George Whitefield, the well-known and influential English preacher who helped inspire the First Great Awakening in America, arrived in Newburyport in September 1740. The revival that followed his labors brought into existence Old South Church, where he was buried after his death in 1770.

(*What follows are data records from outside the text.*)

//! Shared helpers for the gateway integration tests.

use std::collections::HashMap;
use std::sync::atomic::{AtomicBool, Ordering};
use std::sync::{Arc, Mutex};

use async_trait::async_trait;

use beacon_core::types::{DbId, NotificationId};
use beacon_gateway::auth::jwt::JwtConfig;
use beacon_gateway::config::ServerConfig;
use beacon_gateway::state::AppState;
use beacon_gateway::store::{GatewayStore, StoreError};
use beacon_gateway::ws::ConnectionRegistry;

/// Build a test `ServerConfig` with a known JWT secret and safe defaults.
pub fn test_config() -> ServerConfig {
    ServerConfig {
        host: "127.0.0.1".to_string(),
        port: 0,
        cors_origins: vec!["http://localhost:5173".to_string()],
        request_timeout_secs: 30,
        jwt: test_jwt_config(),
    }
}

/// JWT config shared by token-minting helpers and the test server.
pub fn test_jwt_config() -> JwtConfig {
    JwtConfig {
        secret: "integration-test-secret-long-enough-for-hmac".to_string(),
        access_token_expiry_mins: 15,
    }
}

/// Build an `AppState` over the given fake store, mirroring `main.rs`.
pub fn test_state(store: Arc<FakeStore>) -> AppState {
    AppState {
        config: Arc::new(test_config()),
        registry: Arc::new(ConnectionRegistry::new()),
        store,
    }
}

/// One notification record in the fake store.
pub struct FakeNotification {
    pub recipient: DbId,
    pub is_read: bool,
}

/// In-memory stand-in for the external relational store.
///
/// Accounts and notifications are plain maps; the `fail_*` flags force the
/// corresponding call to return `StoreError::Unavailable`, for exercising
/// the collaborator-failure paths.
#[derive(Default)]
pub struct FakeStore {
    accounts: Mutex<HashMap<DbId, bool>>,
    notifications: Mutex<HashMap<NotificationId, FakeNotification>>,
    pub fail_mark_read: AtomicBool,
    pub fail_unread_count: AtomicBool,
}

impl FakeStore {
    pub fn new() -> Self {
        Self::default()
    }

    /// Register an account; `active = false` models a deactivated account.
    pub fn with_account(self, id: DbId, active: bool) -> Self {
        self.accounts.lock().unwrap().insert(id, active);
        self
    }

    /// Insert a notification record for `recipient`.
    pub fn add_notification(&self, id: NotificationId, recipient: DbId, is_read: bool) {
        self.notifications
            .lock()
            .unwrap()
            .insert(id, FakeNotification { recipient, is_read });
    }

    /// Read-state of a single record, for assertions.
    pub fn is_read(&self, id: NotificationId) -> bool {
        self.notifications
            .lock()
            .unwrap()
            .get(&id)
            .map(|n| n.is_read)
            .unwrap_or(false)
    }
}

#[async_trait]
impl GatewayStore for FakeStore {
    async fn account_is_active(&self, user_id: DbId) -> Result<bool, StoreError> {
        Ok(self
            .accounts
            .lock()
            .unwrap()
            .get(&user_id)
            .copied()
            .unwrap_or(false))
    }

    async fn unread_count(&self, user_id: DbId) -> Result<i64, StoreError> {
        if self.fail_unread_count.load(Ordering::SeqCst) {
            return Err(StoreError::Unavailable("fake store offline".into()));
        }
        Ok(self
            .notifications
            .lock()
            .unwrap()
            .values()
            .filter(|n| n.recipient == user_id && !n.is_read)
            .count() as i64)
    }

    async fn mark_read(&self, user_id: DbId, ids: &[NotificationId]) -> Result<u64, StoreError> {
        if self.fail_mark_read.load(Ordering::SeqCst) {
            return Err(StoreError::Unavailable("fake store offline".into()));
        }
        let mut notifications = self.notifications.lock().unwrap();
        let mut updated = 0;
        for id in ids {
            if let Some(n) = notifications.get_mut(id) {
                // Scoped to the caller's identity, exactly like the SQL.
                if n.recipient == user_id && !n.is_read {
                    n.is_read = true;
                    updated += 1;
                }
            }
        }
        Ok(updated)
    }
}
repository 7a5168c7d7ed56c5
//! Outward-facing push API for in-process notification producers.

use std::sync::Arc;

use beacon_core::types::DbId;

use crate::ws::protocol::ServerFrame;
use crate::ws::registry::ConnectionRegistry;

/// Best-effort delivery of `new_notification` frames.
///
/// Cheap to clone; hand one to every in-process producer. Delivery is
/// never acknowledged, buffered, or retried — a recipient without a live
/// writable connection simply does not receive the frame.
#[derive(Clone)]
pub struct PushDispatcher {
    registry: Arc<ConnectionRegistry>,
}

impl PushDispatcher {
    pub fn new(registry: Arc<ConnectionRegistry>) -> Self {
        Self { registry }
    }

    /// Push a notification to `identity`'s connection, if present.
    ///
    /// A miss (not connected, or channel no longer writable) is a silent
    /// no-op. The returned flag says only whether the frame was handed to a
    /// live channel; it is for logging, not a delivery guarantee.
    pub async fn push(&self, identity: DbId, notification: serde_json::Value) -> bool {
        let frame = ServerFrame::NewNotification { notification };
        let attempted = self.registry.send_to(identity, frame.to_message()).await;
        if !attempted {
            tracing::trace!(user_id = identity, "Push target not connected, dropped");
        }
        attempted
    }

    /// Push a notification to every live connection.
    ///
    /// Each connection is attempted independently; a dead channel never
    /// aborts delivery to the rest, and there is no collective result.
    pub async fn broadcast(&self, notification: serde_json::Value) {
        let frame = ServerFrame::NewNotification { notification };
        self.registry.broadcast(frame.to_message()).await;
    }
}
//! Unit tests for `ConnectionRegistry`.
//!
//! These tests exercise the connection table directly, without performing
//! any HTTP upgrades. They verify the one-entry-per-identity invariant,
//! idempotent removal, broadcast delivery, and shutdown behaviour.

use axum::extract::ws::Message;
use beacon_gateway::ws::protocol::CLOSE_POLICY_VIOLATION;
use beacon_gateway::ws::ConnectionRegistry;

// ---------------------------------------------------------------------------
// Test: new registry starts with zero connections
// ---------------------------------------------------------------------------

#[tokio::test]
async fn new_registry_has_zero_connections() {
    let registry = ConnectionRegistry::new();

    assert_eq!(registry.connection_count().await, 0);
}

// ---------------------------------------------------------------------------
// Test: admit() registers the identity
// ---------------------------------------------------------------------------

#[tokio::test]
async fn admit_registers_identity() {
    let registry = ConnectionRegistry::new();

    let _admission = registry.admit(1).await;

    assert_eq!(registry.connection_count().await, 1);
    assert!(registry.is_connected(1).await);
    assert!(!registry.is_connected(2).await);
}

// ---------------------------------------------------------------------------
// Test: remove() is idempotent
// ---------------------------------------------------------------------------

#[tokio::test]
async fn remove_is_idempotent() {
    let registry = ConnectionRegistry::new();

    let _admission = registry.admit(1).await;
    assert_eq!(registry.connection_count().await, 1);

    registry.remove(1).await;
    assert_eq!(registry.connection_count().await, 0);

    // Removing again, and removing an identity that never connected,
    // are both no-ops.
    registry.remove(1).await;
    registry.remove(99).await;
    assert_eq!(registry.connection_count().await, 0);
}

// ---------------------------------------------------------------------------
// Test: admitting the same identity twice replaces, never duplicates
// ---------------------------------------------------------------------------

#[tokio::test]
async fn duplicate_identity_replaces_previous_connection() {
    let registry = ConnectionRegistry::new();

    let mut old = registry.admit(7).await;
    assert_eq!(registry.connection_count().await, 1);

    // Re-admit without an explicit removal first.
    let mut new = registry.admit(7).await;
    assert_eq!(registry.connection_count().await, 1);

    // The replaced connection is explicitly closed with the policy code.
    let msg = old.receiver.recv().await.expect("old rx should get Close");
    match msg {
        Message::Close(Some(frame)) => assert_eq!(frame.code, CLOSE_POLICY_VIOLATION),
        other => panic!("Expected Close frame, got: {other:?}"),
    }

    // New connection receives subsequent sends.
    assert!(registry.send_to(7, Message::Text("hello".into())).await);
    let msg = new.receiver.recv().await.expect("new rx should receive");
    assert!(matches!(&msg, Message::Text(t) if t.as_str() == "hello"));
}

// ---------------------------------------------------------------------------
// Test: epoch-guarded removal cannot evict a replacement
// ---------------------------------------------------------------------------

#[tokio::test]
async fn stale_epoch_removal_is_noop() {
    let registry = ConnectionRegistry::new();

    let old = registry.admit(7).await;
    let new = registry.admit(7).await;

    // The old connection's cleanup runs after the replacement was admitted.
    registry.remove_if_epoch(7, old.epoch).await;
    assert!(registry.is_connected(7).await, "replacement must survive");

    // The replacement's own cleanup still works.
    registry.remove_if_epoch(7, new.epoch).await;
    assert!(!registry.is_connected(7).await);
}

// ---------------------------------------------------------------------------
// Test: send_to() misses are not errors
// ---------------------------------------------------------------------------

#[tokio::test]
async fn send_to_absent_identity_returns_false() {
    let registry = ConnectionRegistry::new();

    assert!(!registry.send_to(42, Message::Text("anyone?".into())).await);
    assert_eq!(registry.connection_count().await, 0);
}

// ---------------------------------------------------------------------------
// Test: broadcast() sends to all live connections
// ---------------------------------------------------------------------------

#[tokio::test]
async fn broadcast_sends_to_all_connections() {
    let registry = ConnectionRegistry::new();

    let mut a1 = registry.admit(1).await;
    let mut a2 = registry.admit(2).await;
    let mut a3 = registry.admit(3).await;

    registry.broadcast(Message::Text("hello everyone".into())).await;

    for rx in [&mut a1.receiver, &mut a2.receiver, &mut a3.receiver] {
        let msg = rx.recv().await.expect("should receive broadcast");
        assert!(matches!(&msg, Message::Text(t) if t.as_str() == "hello everyone"));
    }
}

// ---------------------------------------------------------------------------
// Test: broadcast() skips closed channels without panicking
// ---------------------------------------------------------------------------

#[tokio::test]
async fn broadcast_skips_closed_channels() {
    let registry = ConnectionRegistry::new();

    let dead = registry.admit(1).await;
    let mut live = registry.admit(2).await;

    // Drop the first receiver to close its channel.
    drop(dead.receiver);

    registry.broadcast(Message::Text("still alive".into())).await;

    let msg = live.receiver.recv().await.expect("live rx should receive");
    assert!(matches!(&msg, Message::Text(t) if t.as_str() == "still alive"));
}

// ---------------------------------------------------------------------------
// Test: shutdown_all() sends Close and clears the table
// ---------------------------------------------------------------------------

#[tokio::test]
async fn shutdown_all_sends_close_and_clears() {
    let registry = ConnectionRegistry::new();

    let mut a1 = registry.admit(1).await;
    let mut a2 = registry.admit(2).await;
    assert_eq!(registry.connection_count().await, 2);

    registry.shutdown_all().await;

    assert_eq!(registry.connection_count().await, 0);

    let msg1 = a1.receiver.recv().await.expect("rx1 should receive Close");
    assert!(matches!(msg1, Message::Close(None)));

    let msg2 = a2.receiver.recv().await.expect("rx2 should receive Close");
    assert!(matches!(msg2, Message::Close(None)));

    // After Close, the channels are closed (no more messages).
    assert!(a1.receiver.recv().await.is_none());
}
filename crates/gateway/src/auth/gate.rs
//! Admission gate for incoming connections.
//!
//! Runs before the transport upgrade: verify the token, then confirm the
//! account is active. Every failure maps to the same policy-violation close
//! so callers cannot probe which accounts exist.

use beacon_core::types::DbId;

use crate::auth::jwt::{validate_token, JwtConfig};
use crate::store::{GatewayStore, StoreError};

/// Why a connection attempt was refused.
///
/// The distinction exists for logging and tests only; all variants surface
/// to the client as an identical policy-violation close.
#[derive(Debug, thiserror::Error)]
pub enum AuthFailure {
    #[error("no token supplied")]
    MissingToken,

    #[error("token signature invalid or expired")]
    InvalidToken,

    #[error("account inactive or unknown")]
    InactiveAccount,

    /// The account lookup itself failed. Fail closed.
    #[error("account lookup failed: {0}")]
    LookupFailed(#[from] StoreError),
}

/// Verify a connection attempt, returning the authenticated identity.
///
/// Phase one decodes and verifies the signed token; phase two resolves the
/// subject claim against the account store. The connection must not be
/// admitted to the registry unless this returns `Ok`.
pub async fn authenticate<S: GatewayStore + ?Sized>(
    token: Option<&str>,
    config: &JwtConfig,
    store: &S,
) -> Result<DbId, AuthFailure> {
    let token = token.ok_or(AuthFailure::MissingToken)?;

    let claims = validate_token(token, config).map_err(|_| AuthFailure::InvalidToken)?;

    // Unknown accounts report as inactive, so the two are indistinguishable.
    if !store.account_is_active(claims.sub).await? {
        return Err(AuthFailure::InactiveAccount);
    }

    Ok(claims.sub)
}
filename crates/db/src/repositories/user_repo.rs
//! Repository for the `users` table.

use sqlx::PgPool;

use beacon_core::types::DbId;

/// Provides read operations for users.
pub struct UserRepo;

impl UserRepo {
    /// Check whether an account exists and is active.
    ///
    /// Returns `false` for unknown ids, so callers cannot distinguish a
    /// missing account from a deactivated one.
    pub async fn is_active(pool: &PgPool, id: DbId) -> Result<bool, sqlx::Error> {
        let active: Option<bool> =
            sqlx::query_scalar("SELECT is_active FROM users WHERE id = $1")
                .bind(id)
                .fetch_optional(pool)
                .await?;
        Ok(active.unwrap_or(false))
    }
}
use std::sync::Arc;
use std::time::Duration;

use crate::ws::registry::ConnectionRegistry;

/// Interval between heartbeat pings (in seconds).
const HEARTBEAT_INTERVAL_SECS: u64 = 30;

/// Spawn a background task that sends periodic Ping frames to all connected
/// clients.
///
/// This is transport-level keepalive, independent of the client-initiated
/// `ping`/`pong` protocol frames. The returned `JoinHandle` is aborted
/// during shutdown.
pub fn start_heartbeat(registry: Arc<ConnectionRegistry>) -> tokio::task::JoinHandle<()> {
    tokio::spawn(async move {
        let mut interval = tokio::time::interval(Duration::from_secs(HEARTBEAT_INTERVAL_SECS));

        loop {
            interval.tick().await;
            let count = registry.connection_count().await;
            tracing::debug!(count, "WebSocket heartbeat ping");
            registry.ping_all().await;
        }
    })
}
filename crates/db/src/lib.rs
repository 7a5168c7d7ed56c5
//! Database access layer: connection pool helpers and repositories.

use sqlx::postgres::PgPoolOptions;

pub mod repositories;

pub type DbPool = sqlx::PgPool;

/// Create a connection pool from a database URL.
pub async fn create_pool(database_url: &str) -> Result<DbPool, sqlx::Error> {
    PgPoolOptions::new()
        .max_connections(20)
        .connect(database_url)
        .await
}

/// Verify the database is reachable with a trivial query.
pub async fn health_check(pool: &DbPool) -> Result<(), sqlx::Error> {
    sqlx::query_scalar::<_, i32>("SELECT 1")
        .fetch_one(pool)
        .await?;
    Ok(())
}
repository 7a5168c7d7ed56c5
//! Shared primitives for the Beacon notification platform.
//!
//! Scalar type aliases used across the db, events, and gateway crates.

pub mod types;
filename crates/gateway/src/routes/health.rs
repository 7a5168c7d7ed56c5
use axum::{routing::get, Json, Router};
use serde::Serialize;

use crate::state::AppState;

#[derive(Serialize)]
struct HealthResponse {
    status: &'static str,
    version: &'static str,
}

async fn health_check() -> Json<HealthResponse> {
    Json(HealthResponse {
        status: "ok",
        version: env!("CARGO_PKG_VERSION"),
    })
}

pub fn router() -> Router<AppState> {
    Router::new().route("/health", get(health_check))
}
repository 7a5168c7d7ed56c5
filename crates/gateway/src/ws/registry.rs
//! The connection registry: one live entry per authenticated identity.

use std::collections::HashMap;

use axum::body::Bytes;
use axum::extract::ws::{CloseFrame, Message};
use tokio::sync::{mpsc, RwLock};
use uuid::Uuid;

use beacon_core::types::{DbId, Timestamp};

use crate::ws::protocol::CLOSE_POLICY_VIOLATION;

/// Channel sender half for pushing messages to a WebSocket connection.
pub type WsSender = mpsc::UnboundedSender<Message>;

/// A single registered connection.
pub struct Connection {
    /// Authenticated account id; also the registry key.
    pub identity: DbId,
    /// Distinguishes this connection from an earlier or later one for the
    /// same identity, so disconnect cleanup cannot evict a replacement.
    pub epoch: Uuid,
    /// Channel sender for outbound messages to this connection.
    pub sender: WsSender,
    /// When this connection was established.
    pub connected_at: Timestamp,
}

/// Everything the upgrade handler needs after admission.
pub struct Admission {
    /// Epoch of the admitted connection, for conditional removal on close.
    pub epoch: Uuid,
    /// Sender half for pushing frames to this connection.
    pub sender: WsSender,
    /// Receiver the handler forwards to the WebSocket sink.
    pub receiver: mpsc::UnboundedReceiver<Message>,
}

/// Identity-keyed table of live connections.
///
/// Thread-safe via interior `RwLock`; designed to be wrapped in `Arc` and
/// passed explicitly into the protocol handler and push dispatcher.
///
/// Invariant: at most one entry per identity at any instant. Admitting a
/// second connection for an identity replaces the first.
pub struct ConnectionRegistry {
    connections: RwLock<HashMap<DbId, Connection>>,
}

impl ConnectionRegistry {
    /// Create a new, empty registry.
    pub fn new() -> Self {
        Self {
            connections: RwLock::new(HashMap::new()),
        }
    }

    /// Register a connection for `identity`, replacing any existing one.
    ///
    /// The replaced connection, if any, is sent a policy-violation Close
    /// frame before it is dropped, so the superseded socket does not linger
    /// open on the client.
    pub async fn admit(&self, identity: DbId) -> Admission {
        let (tx, rx) = mpsc::unbounded_channel();
        let epoch = Uuid::new_v4();
        let conn = Connection {
            identity,
            epoch,
            sender: tx.clone(),
            connected_at: chrono::Utc::now(),
        };

        let mut conns = self.connections.write().await;
        if let Some(prev) = conns.insert(identity, conn) {
            tracing::info!(user_id = identity, "Replacing existing connection");
            let _ = prev.sender.send(Message::Close(Some(CloseFrame {
                code: CLOSE_POLICY_VIOLATION,
                reason: "session replaced".into(),
            })));
        }

        Admission {
            epoch,
            sender: tx,
            receiver: rx,
        }
    }

    /// Remove the entry for `identity`. Idempotent; no-op when absent.
    pub async fn remove(&self, identity: DbId) {
        self.connections.write().await.remove(&identity);
    }

    /// Remove the entry for `identity` only if it still carries `epoch`.
    ///
    /// Used by disconnect cleanup: if the identity has already been
    /// re-admitted with a newer connection, the stale cleanup is a no-op.
    pub async fn remove_if_epoch(&self, identity: DbId, epoch: Uuid) {
        let mut conns = self.connections.write().await;
        if conns.get(&identity).is_some_and(|c| c.epoch == epoch) {
            conns.remove(&identity);
        }
    }

    /// Whether `identity` currently has a live entry.
    pub async fn is_connected(&self, identity: DbId) -> bool {
        self.connections.read().await.contains_key(&identity)
    }

    /// Send a message to `identity`'s connection, if present and writable.
    ///
    /// Returns `true` when the message was handed to a live channel. A
    /// missing entry or closed channel is not an error.
    pub async fn send_to(&self, identity: DbId, message: Message) -> bool {
        let conns = self.connections.read().await;
        match conns.get(&identity) {
            Some(conn) => conn.sender.send(message).is_ok(),
            None => false,
        }
    }

    /// Send a message to every registered connection.
    ///
    /// Connections whose send channels are closed are silently skipped
    /// (they will be cleaned up by their own receive loop); one dead
    /// connection never blocks delivery to the rest.
    pub async fn broadcast(&self, message: Message) {
        let conns = self.connections.read().await;
        for conn in conns.values() {
            let _ = conn.sender.send(message.clone());
        }
    }

    /// Return the current number of live connections.
    pub async fn connection_count(&self) -> usize {
        self.connections.read().await.len()
    }

    /// Send a Ping frame to every connected client.
    ///
    /// Used by the heartbeat task to keep connections alive and detect
    /// stale ones.
    pub async fn ping_all(&self) {
        let conns = self.connections.read().await;
        for conn in conns.values() {
            let _ = conn.sender.send(Message::Ping(Bytes::new()));
        }
    }

    /// Send a Close frame to every connection, then clear the table.
    ///
    /// Used during graceful shutdown to notify all clients before the
    /// server stops.
    pub async fn shutdown_all(&self) {
        let mut conns = self.connections.write().await;
        let count = conns.len();
        for conn in conns.values() {
            let _ = conn.sender.send(Message::Close(None));
        }
        conns.clear();
        tracing::info!(count, "Closed all WebSocket connections");
    }
}

impl Default for ConnectionRegistry {
    fn default() -> Self {
        Self::new()
    }
}
//! External collaborator calls behind a trait seam.
//!
//! The gateway touches the relational store for exactly three things:
//! account-status lookup during authentication, the unread count, and the
//! batch read-state update. Putting them behind [`GatewayStore`] lets the
//! protocol and gate logic run against fakes in tests.

use async_trait::async_trait;

use beacon_core::types::{DbId, NotificationId};
use beacon_db::repositories::{NotificationRepo, UserRepo};
use beacon_db::DbPool;

/// Failure of an external store call.
#[derive(Debug, thiserror::Error)]
pub enum StoreError {
    #[error("database error: {0}")]
    Database(#[from] sqlx::Error),

    /// The store was unreachable or refused the call.
    #[error("store unavailable: {0}")]
    Unavailable(String),
}

/// The store operations the gateway consumes.
#[async_trait]
pub trait GatewayStore: Send + Sync {
    /// Whether the account exists and is active. Unknown ids are `false`.
    async fn account_is_active(&self, user_id: DbId) -> Result<bool, StoreError>;

    /// Number of unread notifications for the account.
    async fn unread_count(&self, user_id: DbId) -> Result<i64, StoreError>;

    /// Mark the given notifications as read, scoped to `user_id`.
    ///
    /// Ids that do not belong to `user_id` are skipped, never an error.
    /// Returns the number of rows updated.
    async fn mark_read(&self, user_id: DbId, ids: &[NotificationId]) -> Result<u64, StoreError>;
}

/// Postgres-backed store, delegating to the `beacon-db` repositories.
#[derive(Clone)]
pub struct PgGatewayStore {
    pool: DbPool,
}

impl PgGatewayStore {
    pub fn new(pool: DbPool) -> Self {
        Self { pool }
    }
}

#[async_trait]
impl GatewayStore for PgGatewayStore {
    async fn account_is_active(&self, user_id: DbId) -> Result<bool, StoreError> {
        Ok(UserRepo::is_active(&self.pool, user_id).await?)
    }

    async fn unread_count(&self, user_id: DbId) -> Result<i64, StoreError> {
        Ok(NotificationRepo::unread_count(&self.pool, user_id).await?)
    }

    async fn mark_read(&self, user_id: DbId, ids: &[NotificationId]) -> Result<u64, StoreError> {
        Ok(NotificationRepo::mark_read_batch(&self.pool, user_id, ids).await?)
    }
}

The city's historical highlights include:

Historic events:
- First of many clipper ships built here.
- First "Tea Party" rebellion to oppose British Tea Tax.
- First state mint and treasury building.
- Newburyport Superior Courthouse, the oldest continuously active courthouse in Massachusetts.

The Newburyport Five Cents Savings Bank on State Street was founded in 1854 and is one of the oldest banks in the United States still in operation.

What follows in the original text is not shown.